PROVIDED RECORDS
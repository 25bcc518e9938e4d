//! Application loops: connect, publish, consume, shut down.

pub mod connect;
pub mod publisher;
pub mod shutdown;
pub mod worker_loop;

pub use connect::{Backoff, ConnectionManager};
pub use publisher::{MessageSource, PublishLoop, Publisher};
pub use shutdown::{ShutdownController, ShutdownSignal};
pub use worker_loop::{Handler, Worker, WorkerGroup};
//! Connection lifecycle state machine.

/// State of the connection manager.
///
/// Transitions:
/// - Disconnected -> Connecting (connect requested)
/// - Connecting -> Connected (attempt succeeded)
/// - Connecting -> Connecting (attempt failed; retry after backoff)
/// - Connecting -> ShuttingDown (shutdown signal during retry)
///
/// There is no failure-terminal state: every connect failure is transient by
/// policy, so the only exits from `Connecting` are success or shutdown.
#[derive(Debug, Clone, Copy, PartialEq, Eq)]
pub enum ConnectionState {
    Disconnected,
    Connecting,
    Connected,
    ShuttingDown,
}

impl ConnectionState {
    /// Is this a terminal state (the connect call has returned)?
    pub fn is_terminal(self) -> bool {
        matches!(self, ConnectionState::Connected | ConnectionState::ShuttingDown)
    }
}

#[cfg(test)]
mod tests {
    use super::*;

    #[test]
    fn only_connected_and_shutting_down_are_terminal() {
        assert!(!ConnectionState::Disconnected.is_terminal());
        assert!(!ConnectionState::Connecting.is_terminal());
        assert!(ConnectionState::Connected.is_terminal());
        assert!(ConnectionState::ShuttingDown.is_terminal());
    }
}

EXERCISE AIM
Copy each line of the listing that contains the string "shutdown".

EXERCISE SOLUTION
pub mod shutdown;
pub use shutdown::{ShutdownController, ShutdownSignal};
/// - Connecting -> ShuttingDown (shutdown signal during retry)
/// policy, so the only exits from `Connecting` are success or shutdown.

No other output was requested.